Watching the Fuel Gauge
At the Steamship Authority so much fuel is used to send ferries back and forth on their frequent schedule that even small changes in the price of oil can translate over time into significant savings, or expense.
To that end Falmouth governor Robert S. Marshall is right to sound a note of caution about where fuel prices may be heading in the coming year.
Boat line staff has forecast that oil will cost about seventy dollars per barrel in the current year, about ten dollars less than current prices.
At present, the change of a dollar in the basic price of crude oil translates into about one hundred thousand dollars in the boat line fuel budget. At those levels, a ten-dollar increase means an increase of one million dollars.
The draft budget examined last week by the governors does not include any fare increases.
Indeed, despite general concerns on the Vineyard and beyond about a softening economy, the boat line appears to be doing well, and much of the credit for this goes to general manager Wayne Lamson for his sound, conservative management practices. Through the first seven months of the year, the boat line showed a net gain of about three million dollars; this is expected to increase when the August figures are totaled. Treasurer Robert Davis is confident that the boat line can absorb an anticipated rise of three million dollars in operating expenses next year without raising rates.
But even with that cushion, Mr. Davis acknowledges cash flow may be inadequate at times to meet expenses.
Fuel remains a major wild card in any Steamship Authority budget. In a volatile world, where the appetite of the United States for imported oil continues to grow, the oil market can cause large headaches in otherwise tightly planned budgets.
Ensuring an adequate financial cushion is prudent. Mr.
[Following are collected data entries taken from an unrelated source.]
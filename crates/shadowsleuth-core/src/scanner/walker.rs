/// Sequential file-tree walker that hashes and stats every file under a
/// snapshot root.
///
/// `jwalk` runs in serial mode with sorted entries, so the walk order is
/// deterministic: depth-first, names ascending within each directory. Each
/// file is stat'ed, offered to the optional creation-time filter, then
/// hashed. Per-file failures go to the failure sink and the walk moves on;
/// only a failure of the record consumer (the report) stops it.
use crate::compare::CreationFilter;
use crate::error::{ReportError, WalkError};
use crate::failure::{Component, Failure, FailureKind, FailureSink};
use crate::model::file_record::{size_kib, FileRecord};
use crate::platform::stat::raw_stat;
use crate::scanner::hasher::HashAlgorithm;
use crate::time_codec::TimeCodec;
use std::fs::{self, File};
use std::path::{Path, PathBuf};
use tracing::debug;

/// Counters for one walk.
#[derive(Debug, Default, Clone, Copy, PartialEq, Eq)]
pub struct WalkSummary {
    /// Files (non-directories) reached by the walk.
    pub visited: u64,
    /// Records handed to the consumer.
    pub accepted: u64,
    /// Files rejected by the creation-time filter.
    pub filtered: u64,
    /// Files and entries skipped because of an error.
    pub failed: u64,
    /// Bytes read while hashing accepted files.
    pub bytes_hashed: u64,
}

/// The record consumer failed; the walk stopped at that point.
#[derive(Debug)]
pub struct WalkAborted {
    pub summary: WalkSummary,
    pub error: ReportError,
}

/// Hashes and stats files with one algorithm and one time zone.
#[derive(Debug, Clone, Copy)]
pub struct FileWalker {
    hash: HashAlgorithm,
    codec: TimeCodec,
}

impl FileWalker {
    pub fn new(hash: HashAlgorithm, codec: TimeCodec) -> Self {
        Self { hash, codec }
    }

    /// Visit every file under `root`, in walk order.
    ///
    /// `progress` receives the running visited count and current path.
    /// `on_record` receives each accepted record; an error from it aborts
    /// the walk and is returned with the counters reached so far.
    pub fn walk<F>(
        &self,
        root: &Path,
        filter: Option<&dyn CreationFilter>,
        sink: &mut dyn FailureSink,
        progress: &mut dyn FnMut(u64, &Path),
        mut on_record: F,
    ) -> Result<WalkSummary, WalkAborted>
    where
        F: FnMut(FileRecord) -> Result<(), ReportError>,
    {
        let mut summary = WalkSummary::default();

        let walker = jwalk::WalkDir::new(root)
            .skip_hidden(false)
            .follow_links(false)
            .sort(true)
            .parallelism(jwalk::Parallelism::Serial);

        for entry_result in walker {
            let entry = match entry_result {
                Ok(e) => e,
                Err(err) => {
                    let path = err
                        .path()
                        .map(Path::to_path_buf)
                        .unwrap_or_else(|| root.to_path_buf());
                    summary.failed += 1;
                    report_failure(
                        sink,
                        WalkError::Enumerate {
                            path,
                            message: err.to_string(),
                        },
                    );
                    continue;
                }
            };

            let file_type = entry.file_type();
            if file_type.is_dir() {
                continue;
            }
            let path = entry.path();
            if file_type.is_symlink() && points_to_dir(&path) {
                debug!("Not following directory link {}", path.display());
                continue;
            }

            summary.visited += 1;
            progress(summary.visited, &path);

            match self.inspect(&path, filter) {
                Ok(Some((record, bytes))) => {
                    if let Err(error) = on_record(record) {
                        return Err(WalkAborted { summary, error });
                    }
                    summary.accepted += 1;
                    summary.bytes_hashed += bytes;
                }
                Ok(None) => summary.filtered += 1,
                Err(err) => {
                    summary.failed += 1;
                    report_failure(sink, err);
                }
            }
        }

        Ok(summary)
    }

    /// Build the record for one file, or `None` if the filter rejects it.
    ///
    /// Returns the record together with the file size in bytes.
    pub fn inspect(
        &self,
        path: &Path,
        filter: Option<&dyn CreationFilter>,
    ) -> Result<Option<(FileRecord, u64)>, WalkError> {
        let meta = fs::metadata(path).map_err(|source| WalkError::FileAccess {
            path: path.to_path_buf(),
            source,
        })?;
        let stat = raw_stat(&meta).map_err(|source| WalkError::Stat {
            path: path.to_path_buf(),
            source,
        })?;

        if let Some(filter) = filter {
            if !filter.accept(stat.created) {
                return Ok(None);
            }
        }

        let human = |epoch: i64| {
            self.codec
                .epoch_to_human(epoch)
                .map_err(|source| WalkError::Stat {
                    path: path.to_path_buf(),
                    source,
                })
        };
        let modified_time = human(stat.modified)?;
        let access_time = human(stat.accessed)?;
        let created_time = human(stat.created)?;

        let file = File::open(path).map_err(|source| WalkError::FileAccess {
            path: path.to_path_buf(),
            source,
        })?;
        let digest = self
            .hash
            .digest_reader(file)
            .map_err(|source| WalkError::FileAccess {
                path: path.to_path_buf(),
                source,
            })?;

        let record = FileRecord {
            filename: file_name(path),
            directory_path: parent_dir(path),
            digest,
            size_kib: size_kib(stat.size),
            modified_time,
            access_time,
            created_time,
        };
        Ok(Some((record, stat.size)))
    }
}

fn points_to_dir(path: &Path) -> bool {
    fs::metadata(path).map(|m| m.is_dir()).unwrap_or(false)
}

fn file_name(path: &Path) -> String {
    path.file_name()
        .map(|n| n.to_string_lossy().into_owned())
        .unwrap_or_default()
}

fn parent_dir(path: &Path) -> String {
    path.parent()
        .map(|p| p.to_string_lossy().into_owned())
        .unwrap_or_default()
}

fn report_failure(sink: &mut dyn FailureSink, err: WalkError) {
    let kind = match &err {
        WalkError::FileAccess { .. } => FailureKind::FileAccess,
        WalkError::Enumerate { .. } => FailureKind::Enumerate,
        WalkError::Stat { .. } => FailureKind::TimeConversion,
    };
    let path: PathBuf = err.path().clone();
    sink.record(Failure::new(Component::Walker, kind, err.to_string()).with_path(path));
}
Marshall suggested the use of a fuel surcharge if necessary, a tactic used by carriers such as airlines and one of the boat line’s private ferry competitors, Hy-Line.
Managers are examining other ways to hold down fuel costs, including running fewer freight boat trips and slowing ferries while still making the schedule. Mr. Davis will recommend fare increases only as a last measure.
Boat line governors, who have the final say on finances, are wise to insist on a budget that errs on the side of caution.
Taking extra care now can forestall any budget squeeze in the coming year.